With FragmentArgs and ParcelablePlease I have already shown that Annotation Processor is really helpful to speedup development by reducing writing boilerplate code. Regarding Android I found one scenario where I find myself writing nearly the same code ever and ever again. I’m looking at you Adapter with your ViewHolders, layout inflating code and view types. In this blog post I want to announce AnnotatedAdapter

In nearly every app you will find a RecyclerView (or ListView or GridView). Under the hood Adapter classes are used to inflate and fill the view cell of RecyclerView and to bind the data to it’s graphical representation (view cell) within the RecyclerView. There are serval things you as developer have to implement:

  1. Inflate xml layout
  2. Create a ViewHolder class and write findViewById() for every subview in it
  3. Bind the model to the view holder

Furthermore not every view cell should look the same and you probably have multiple layouts for your view cells. So called view types, represented as integer constant in adapters code, are used to distinguish different type of view cells. Fortunately in RecyclerView (unlikely ListView) you don’t have to implement the recycling part by hand. However, you have to implement those three steps from above (infalte layout, ViewHolder, bind model) for each view type in your adapter.

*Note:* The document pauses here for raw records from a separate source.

impl std::fmt::Debug for ShardedStore {
    fn fmt(&self, f: &mut std::fmt::Formatter<'_>) -> std::fmt::Result {
        f.debug_struct("ShardedStore")
            .field("data_dir", &self.config.data_dir)
            .field("open_shards", &self.open_shards())
            .finish_non_exhaustive()
    }
}

fn read_dirs(path: &Path) -> Vec<PathBuf> {
    std::fs::read_dir(path)
        .map(|entries| {
            entries
                .flatten()
                .map(|e| e.path())
                .filter(|p| p.is_dir())
                .collect()
        })
        .unwrap_or_default()
}
//! Retention policy and the daily maintenance window.

use std::collections::BTreeMap;
use std::time::Duration;

use chrono::{NaiveDate, NaiveDateTime, NaiveTime};

use crate::domain::shard::AssetClass;

const DAY: Duration = Duration::from_secs(24 * 60 * 60);

/// How long rows are kept, per asset class.
#[derive(Debug, Clone, PartialEq, Eq)]
pub struct RetentionPolicy {
    default_days: u32,
    overrides: BTreeMap<AssetClass, u32>,
}

impl RetentionPolicy {
    /// Same window for every class.
    #[must_use]
    pub const fn uniform(days: u32) -> Self {
        Self {
            default_days: days,
            overrides: BTreeMap::new(),
        }
    }

    /// Default window plus per-class overrides.
    #[must_use]
    pub const fn with_overrides(default_days: u32, overrides: BTreeMap<AssetClass, u32>) -> Self {
        Self {
            default_days,
            overrides,
        }
    }

    /// Days kept for `class`.
    #[must_use]
    pub fn days_for(&self, class: AssetClass) -> u32 {
        self.overrides
            .get(&class)
            .copied()
            .unwrap_or(self.default_days)
    }

    /// Rows with a timestamp below the returned value are expired.
    #[must_use]
    pub fn cutoff_ms(&self, class: AssetClass, now_ms: i64) -> i64 {
        let window = DAY.saturating_mul(self.days_for(class));
        let window_ms = i64::try_from(window.as_millis()).unwrap_or(i64::MAX);
        now_ms.saturating_sub(window_ms)
    }
}

impl Default for RetentionPolicy {
    fn default() -> Self {
        Self::uniform(7)
    }
}

/// Local time of day after which the daily sweep may run.
#[derive(Debug, Clone, Copy, PartialEq, Eq)]
pub struct MaintenanceWindow {
    at: NaiveTime,
}

impl MaintenanceWindow {
    /// Window opening at `at`.
    #[must_use]
    pub const fn new(at: NaiveTime) -> Self {
        Self { at }
    }

    /// Parse `HH:MM`.
    #[must_use]
    pub fn parse(text: &str) -> Option<Self> {
        NaiveTime::parse_from_str(text.trim(), "%H:%M")
            .ok()
            .map(Self::new)
    }

    /// Opening time.
    #[must_use]
    pub const fn at(&self) -> NaiveTime {
        self.at
    }

    /// A sweep is due once per local day, after the opening time.
    #[must_use]
    pub fn is_due(&self, now: NaiveDateTime, last_sweep: Option<NaiveDate>) -> bool {
        now.time() >= self.at && last_sweep != Some(now.date())
    }
}

impl Default for MaintenanceWindow {
    fn default() -> Self {
        Self::new(NaiveTime::from_hms_opt(2, 0, 0).unwrap_or(NaiveTime::MIN))
    }
}
//! LotoBank Store - Bet tickets, draw results and the station registry
//!
//! Persistence for everything settlement reads and writes besides money:
//! - `StationRepo`: registered draw channels
//! - `DrawResult` / `ResultRepo`: published results, immutable per draw
//!   key, with derived fields computed only by the pure constructor
//! - `BetTicket` / `TicketRepo`: ticket lifecycle (PENDING -> WON/LOST)
//!   with a real uniqueness guarantee on pending tickets and
//!   compare-and-swap status transitions

pub mod error;
pub mod results;
pub mod stations;
pub mod tickets;

pub use error::StoreError;
pub use results::{DrawResult, ResultRepo};
pub use stations::StationRepo;
pub use tickets::{BetKind, BetStatus, BetTicket, TicketRepo};
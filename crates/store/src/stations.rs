//! Station registry persistence

use crate::error::StoreError;
use lotobank_core::Station;
use rusqlite::{params, Connection, OptionalExtension};

/// SQLite repository for the station registry
pub struct StationRepo;

impl StationRepo {
    /// Create the stations table if it does not exist
    pub fn init_schema(conn: &Connection) -> Result<(), StoreError> {
        conn.execute_batch(
            "CREATE TABLE IF NOT EXISTS stations (
                identifier    TEXT PRIMARY KEY,
                name          TEXT NOT NULL UNIQUE,
                region        TEXT NOT NULL,
                prize_count   INTEGER NOT NULL,
                cutoff_hour   INTEGER NOT NULL,
                schedule_days TEXT NOT NULL
            );",
        )?;
        Ok(())
    }

    /// Insert or replace a station's configuration
    pub fn upsert(conn: &Connection, station: &Station) -> Result<(), StoreError> {
        conn.execute(
            "INSERT OR REPLACE INTO stations
             (identifier, name, region, prize_count, cutoff_hour, schedule_days)
             VALUES (?1, ?2, ?3, ?4, ?5, ?6)",
            params![
                station.identifier,
                station.name,
                station.region.to_string(),
                station.prize_count as i64,
                station.cutoff_hour as i64,
                station.schedule_days.to_string(),
            ],
        )?;
        Ok(())
    }

    /// Look up a station by identifier
    pub fn get(conn: &Connection, identifier: &str) -> Result<Station, StoreError> {
        let row = conn
            .query_row(
                "SELECT identifier, name, region, prize_count, cutoff_hour, schedule_days
                 FROM stations WHERE identifier = ?1",
                params![identifier],
                map_station_row,
            )
            .optional()?;

        match row {
            Some(raw) => station_from_raw(raw),
            None => Err(StoreError::not_found("Station", identifier)),
        }
    }

    /// All registered stations, ordered by identifier
    pub fn list(conn: &Connection) -> Result<Vec<Station>, StoreError> {
        let mut stmt = conn.prepare(
            "SELECT identifier, name, region, prize_count, cutoff_hour, schedule_days
             FROM stations ORDER BY identifier",
        )?;
        let rows = stmt.query_map([], map_station_row)?;

        let mut stations = Vec::new();
        for row in rows {
            stations.push(station_from_raw(row?)?);
        }
        Ok(stations)
    }
}

type RawStation = (String, String, String, i64, i64, String);

fn map_station_row(row: &rusqlite::Row<'_>) -> rusqlite::Result<RawStation> {
    Ok((
        row.get(0)?,
        row.get(1)?,
        row.get(2)?,
        row.get(3)?,
        row.get(4)?,
        row.get(5)?,
    ))
}

fn station_from_raw(raw: RawStation) -> Result<Station, StoreError> {
    let (identifier, name, region, prize_count, cutoff_hour, schedule_days) = raw;
    let region = region
        .parse()
        .map_err(|_| StoreError::Corrupt(format!("bad region {region:?}")))?;
    let schedule_days = schedule_days
        .parse()
        .map_err(|_| StoreError::Corrupt(format!("bad schedule days {schedule_days:?}")))?;
    Ok(Station {
        identifier,
        name,
        region,
        prize_count: prize_count as usize,
        cutoff_hour: cutoff_hour as u32,
        schedule_days,
    })
}

#[cfg(test)]
mod tests {
    use super::*;
    use lotobank_core::{Region, ScheduleDays};

    fn setup() -> Connection {
        let conn = Connection::open_in_memory().unwrap();
        StationRepo::init_schema(&conn).unwrap();
        conn
    }

    #[test]
    fn test_upsert_and_get() {
        let conn = setup();
        let station = Station::new("mien-bac", "Miền Bắc", Region::North);
        StationRepo::upsert(&conn, &station).unwrap();

        let loaded = StationRepo::get(&conn, "mien-bac").unwrap();
        assert_eq!(loaded, station);
        assert_eq!(loaded.prize_count, 27);
    }

    #[test]
    fn test_get_missing() {
        let conn = setup();
        let err = StationRepo::get(&conn, "nope").unwrap_err();
        assert!(matches!(err, StoreError::NotFound { entity: "Station", .. }));
    }

    #[test]
    fn test_upsert_replaces_config() {
        let conn = setup();
        let station = Station::new("long-an", "Long An", Region::South);
        StationRepo::upsert(&conn, &station).unwrap();

        let updated = station.with_schedule(ScheduleDays::Days(vec![5]));
        StationRepo::upsert(&conn, &updated).unwrap();

        let loaded = StationRepo::get(&conn, "long-an").unwrap();
        assert_eq!(loaded.schedule_days, ScheduleDays::Days(vec![5]));
        assert_eq!(StationRepo::list(&conn).unwrap().len(), 1);
    }
}
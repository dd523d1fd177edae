//! Result publication and settlement

use anyhow::{bail, Result};
use chrono::{Local, NaiveDate};
use lotobank_core::DrawKey;
use lotobank_engine::Engine;

/// Publish the official prize list for a draw. The special number is
/// derived from the first prize and the result becomes immutable.
pub fn publish(
    engine: &Engine,
    station_id: &str,
    prizes: Vec<String>,
    date: Option<NaiveDate>,
) -> Result<()> {
    if prizes.is_empty() {
        bail!("at least one prize is required");
    }
    let date = date.unwrap_or_else(|| Local::now().date_naive());
    let key = DrawKey::new(station_id, date);
    let result = engine.publish_result(&key, prizes)?;

    println!("✅ Result published for {}", key);
    println!("   Prizes:  {}", result.prizes().len());
    println!("   Special: {}", result.special_number());
    Ok(())
}

/// Settle every pending bet for a draw against its published result
pub fn settle(engine: &Engine, station_id: &str, date: Option<NaiveDate>) -> Result<()> {
    let date = date.unwrap_or_else(|| Local::now().date_naive());
    let key = DrawKey::new(station_id, date);
    let summary = engine.settle(&key)?;

    println!("✅ Settled {}", key);
    println!("   Won:      {}", summary.won);
    println!("   Lost:     {}", summary.lost);
    println!("   Paid out: {}", summary.paid_out);
    Ok(())
}
//! Amount - Non-negative decimal wrapper for monetary amounts
//!
//! Stakes, winnings and wallet balances in LotoBank are never negative.
//! This is enforced at the type level; signed movements exist only as
//! ledger-entry deltas.

use rust_decimal::Decimal;
use serde::{Deserialize, Serialize};
use std::fmt;
use thiserror::Error;

/// Errors that can occur when constructing an amount
#[derive(Error, Debug, Clone, PartialEq, Eq)]
pub enum AmountError {
    #[error("Amount cannot be negative: {0}")]
    Negative(Decimal),
}

/// A non-negative decimal amount.
///
/// # Invariant
/// The inner value is always >= 0. This is enforced by the constructor.
///
/// # Example
/// ```
/// use lotobank_core::Amount;
/// use rust_decimal::Decimal;
///
/// let stake = Amount::new(Decimal::new(10_000, 0)).unwrap();
/// assert_eq!(stake.value(), Decimal::new(10_000, 0));
///
/// assert!(Amount::new(Decimal::new(-1, 0)).is_err());
/// ```
#[derive(Debug, Clone, Copy, PartialEq, Eq, PartialOrd, Ord, Hash, Serialize, Deserialize)]
#[serde(try_from = "Decimal", into = "Decimal")]
pub struct Amount(Decimal);

impl Amount {
    /// Zero amount constant
    pub const ZERO: Self = Self(Decimal::ZERO);

    /// Create a new Amount from a Decimal.
    ///
    /// Returns an error if the value is negative.
    pub fn new(value: Decimal) -> Result<Self, AmountError> {
        if value < Decimal::ZERO {
            Err(AmountError::Negative(value))
        } else {
            Ok(Self(value))
        }
    }

    /// Create an Amount without validation.
    ///
    /// # Safety
    /// The caller MUST ensure the value is non-negative. Use only for
    /// trusted sources (e.g. rows read back from validated storage).
    #[inline]
    pub const fn new_unchecked(value: Decimal) -> Self {
        Self(value)
    }

    /// Get the inner Decimal value
    #[inline]
    pub const fn value(&self) -> Decimal {
        self.0
    }

    /// Check if the amount is zero
    #[inline]
    pub fn is_zero(&self) -> bool {
        self.0.is_zero()
    }

    /// Checked addition - None on Decimal overflow
    pub fn checked_add(&self, other: &Amount) -> Option<Amount> {
        self.0.checked_add(other.0).map(Amount)
    }

    /// Checked subtraction - None if the result would be negative
    pub fn checked_sub(&self, other: &Amount) -> Option<Amount> {
        let result = self.0.checked_sub(other.0)?;
        if result < Decimal::ZERO {
            None
        } else {
            Some(Amount(result))
        }
    }
}

impl fmt::Display for Amount {
    fn fmt(&self, f: &mut fmt::Formatter<'_>) -> fmt::Result {
        write!(f, "{}", self.0)
    }
}

impl TryFrom<Decimal> for Amount {
    type Error = AmountError;

    fn try_from(value: Decimal) -> Result<Self, Self::Error> {
        Self::new(value)
    }
}

impl From<Amount> for Decimal {
    fn from(amount: Amount) -> Self {
        amount.0
    }
}

impl Default for Amount {
    fn default() -> Self {
        Self::ZERO
    }
}

#[cfg(test)]
mod tests {
    use super::*;
    use rust_decimal_macros::dec;

    #[test]
    fn test_amount_positive() {
        let amount = Amount::new(dec!(10000)).unwrap();
        assert_eq!(amount.value(), dec!(10000));
    }

    #[test]
    fn test_amount_negative_rejected() {
        let result = Amount::new(dec!(-10000));
        assert!(matches!(result, Err(AmountError::Negative(_))));
    }

    #[test]
    fn test_checked_sub_prevents_negative() {
        let balance = Amount::new(dec!(5000)).unwrap();
        let stake = Amount::new(dec!(10000)).unwrap();
        assert!(balance.checked_sub(&stake).is_none());
    }

    #[test]
    fn test_checked_sub_success() {
        let balance = Amount::new(dec!(50000)).unwrap();
        let stake = Amount::new(dec!(10000)).unwrap();
        let left = balance.checked_sub(&stake).unwrap();
        assert_eq!(left.value(), dec!(40000));
    }

    #[test]
    fn test_serde_roundtrip() {
        let amount = Amount::new(dec!(104347.83)).unwrap();
        let json = serde_json::to_string(&amount).unwrap();
        let parsed: Amount = serde_json::from_str(&json).unwrap();
        assert_eq!(amount, parsed);
    }
}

#AnnotatedAdapter At this point I started thinking to myself: “could that be generated with an annotation processor?” Finally I came to the conclusion: Yes it can and here is how this will be done by using AnnotatedAdapter.

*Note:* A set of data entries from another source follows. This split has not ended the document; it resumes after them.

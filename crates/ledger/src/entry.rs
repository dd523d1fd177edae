//! Ledger entry types
//!
//! A [`LedgerEffect`] is a balance change about to be applied; a
//! [`LedgerEntry`] is one that has been durably recorded. Deltas are
//! signed: credits (DEPOSIT, WIN, REFUND) are positive, debits (WITHDRAW,
//! BET) negative. The sum of all deltas for a wallet equals its balance.

use chrono::{DateTime, Utc};
use lotobank_core::Amount;
use rust_decimal::Decimal;
use serde::{Deserialize, Serialize};
use strum_macros::{Display, EnumString};

/// Kind of a balance-changing event
#[derive(Debug, Clone, Copy, PartialEq, Eq, Hash, Serialize, Deserialize, EnumString, Display)]
#[strum(serialize_all = "SCREAMING_SNAKE_CASE")]
#[serde(rename_all = "SCREAMING_SNAKE_CASE")]
pub enum EntryKind {
    /// Funds added from outside
    Deposit,
    /// Funds taken out
    Withdraw,
    /// Stake debited when a bet is placed
    Bet,
    /// Winnings credited by settlement
    Win,
    /// Stake returned for a deleted pending bet
    Refund,
}

/// One signed balance change waiting to be applied.
#[derive(Debug, Clone, PartialEq, Eq)]
pub struct LedgerEffect {
    /// Signed delta: positive credits, negative debits
    pub delta: Decimal,
    /// What kind of event this is
    pub kind: EntryKind,
    /// Free-text description for the audit trail
    pub description: String,
    /// Reference id from an external system (payment gateway, etc.)
    pub external_id: Option<String>,
}

impl LedgerEffect {
    /// A credit of `amount` (positive delta)
    pub fn credit(amount: Amount, kind: EntryKind, description: impl Into<String>) -> Self {
        Self {
            delta: amount.value(),
            kind,
            description: description.into(),
            external_id: None,
        }
    }

    /// A debit of `amount` (negative delta)
    pub fn debit(amount: Amount, kind: EntryKind, description: impl Into<String>) -> Self {
        Self {
            delta: -amount.value(),
            kind,
            description: description.into(),
            external_id: None,
        }
    }

    /// Attach an external reference id
    pub fn with_external_id(mut self, external_id: impl Into<String>) -> Self {
        self.external_id = Some(external_id.into());
        self
    }
}

/// One recorded, immutable balance change.
#[derive(Debug, Clone, PartialEq, Eq, Serialize, Deserialize)]
pub struct LedgerEntry {
    /// Row id, monotonically increasing in creation order
    pub id: i64,
    /// Wallet owner
    pub user_id: String,
    /// Signed delta applied to the balance
    pub delta: Decimal,
    /// Kind of event
    pub kind: EntryKind,
    /// Free-text description
    pub description: String,
    /// Reference id from an external system
    pub external_id: Option<String>,
    /// When the entry was recorded
    pub created_at: DateTime<Utc>,
}
//! Store errors

use chrono::NaiveDate;
use thiserror::Error;

/// Errors that can occur in store operations
#[derive(Debug, Error)]
pub enum StoreError {
    #[error("Database error: {0}")]
    Database(#[from] rusqlite::Error),

    #[error("Serialization error: {0}")]
    Serialization(#[from] serde_json::Error),

    #[error("{entity} not found: {id}")]
    NotFound { entity: &'static str, id: String },

    #[error("Result already published for {station}/{date}")]
    DuplicateResult { station: String, date: NaiveDate },

    #[error("Invalid prize count for {station}: expected {expected}, got {actual}")]
    InvalidPrizeCount {
        station: String,
        expected: usize,
        actual: usize,
    },

    #[error("Invalid prize at index {index}: {value:?}")]
    InvalidPrize { index: usize, value: String },

    #[error("Pending ticket already exists for (user {user}, {station}/{date}, {kind}, {number})")]
    DuplicateTicket {
        user: String,
        station: String,
        date: NaiveDate,
        kind: String,
        number: String,
    },

    #[error("Ticket {ticket} is not pending (status {status})")]
    InvalidTransition { ticket: i64, status: String },

    #[error("Corrupt store row: {0}")]
    Corrupt(String),
}

impl StoreError {
    pub(crate) fn not_found(entity: &'static str, id: impl Into<String>) -> Self {
        Self::NotFound {
            entity,
            id: id.into(),
        }
    }
}

/// Is this a SQLite unique-constraint violation?
pub(crate) fn is_unique_violation(err: &rusqlite::Error) -> bool {
    matches!(
        err,
        rusqlite::Error::SqliteFailure(e, _) if e.code == rusqlite::ErrorCode::ConstraintViolation
    )
}
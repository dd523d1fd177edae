//! DrawKey - Identifier of one published draw
//!
//! A draw is identified by (station, date). Exactly one result may be
//! published per key, and settlement is triggered per key.

use chrono::NaiveDate;
use serde::{Deserialize, Serialize};
use std::fmt;

/// Composite key of one draw: station identifier + draw date.
#[derive(Debug, Clone, PartialEq, Eq, Hash, Serialize, Deserialize)]
pub struct DrawKey {
    /// Station slug, e.g. "mien-bac"
    pub station: String,
    /// Draw date
    pub date: NaiveDate,
}

impl DrawKey {
    /// Create a new draw key
    pub fn new(station: impl Into<String>, date: NaiveDate) -> Self {
        Self {
            station: station.into(),
            date,
        }
    }
}

impl fmt::Display for DrawKey {
    fn fmt(&self, f: &mut fmt::Formatter<'_>) -> fmt::Result {
        write!(f, "{}/{}", self.station, self.date)
    }
}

Lets assume we want to display two different view cells in a RecyclerView, one with just a TextView and one with a TextView and an ImageView (icon). I know for such simple layouts we would not need two different view types but could simply change ImageViews visibility. But lets keep this example simple. I just want to give you an idea of how AnnotatedAdapter works. So our model class looks like this;

class Item {
  public String text;
  public int iconRes = 0; // R.drawable.foo

  public boolean hasIcon(){
    return iconRes > 0;
  }

}

If Item has no icon then the iconRes will be 0. In this case we want to use the view type and layout with just one TextView. Otherwise we use the other layout (TextView and ImageView). The xml layouts look like this:

<FrameLayout
  android:layout_width="match_parent"
  android:layout_height="wrap_content">

    <TextView
      android:id="+@id/textView"
      android:layout_width="match_parent"
      android:layout_height="wrap_content" />

</FrameLayout>
<LinearLayout
  android:layout_width="match_parent"
  android:layout_height="wrap_content"
  android:orientation="horizontal">

    <ImageView
      android:id="+@id/iconImageView"
      android:layout_width="20dp"
      android:layout_height="20dp" />

    <TextView
      android:id="+@id/textView"
      android:layout_width="0dp"
      android:layout_height="wrap_content"
      android:layout_weight="1" />

</LinearLayout>

Every Adapter in AnnotatedAdapter must extend from SupportAnnotatedAdapter (for RecyclerView) or AbsListAnnotatedAdapter (for AbsListView widgets like ListView or GridView). This important because in this base adapters the generated code will be sticked together with your handwritten data-binding code and the internal view cell recycling mechanism.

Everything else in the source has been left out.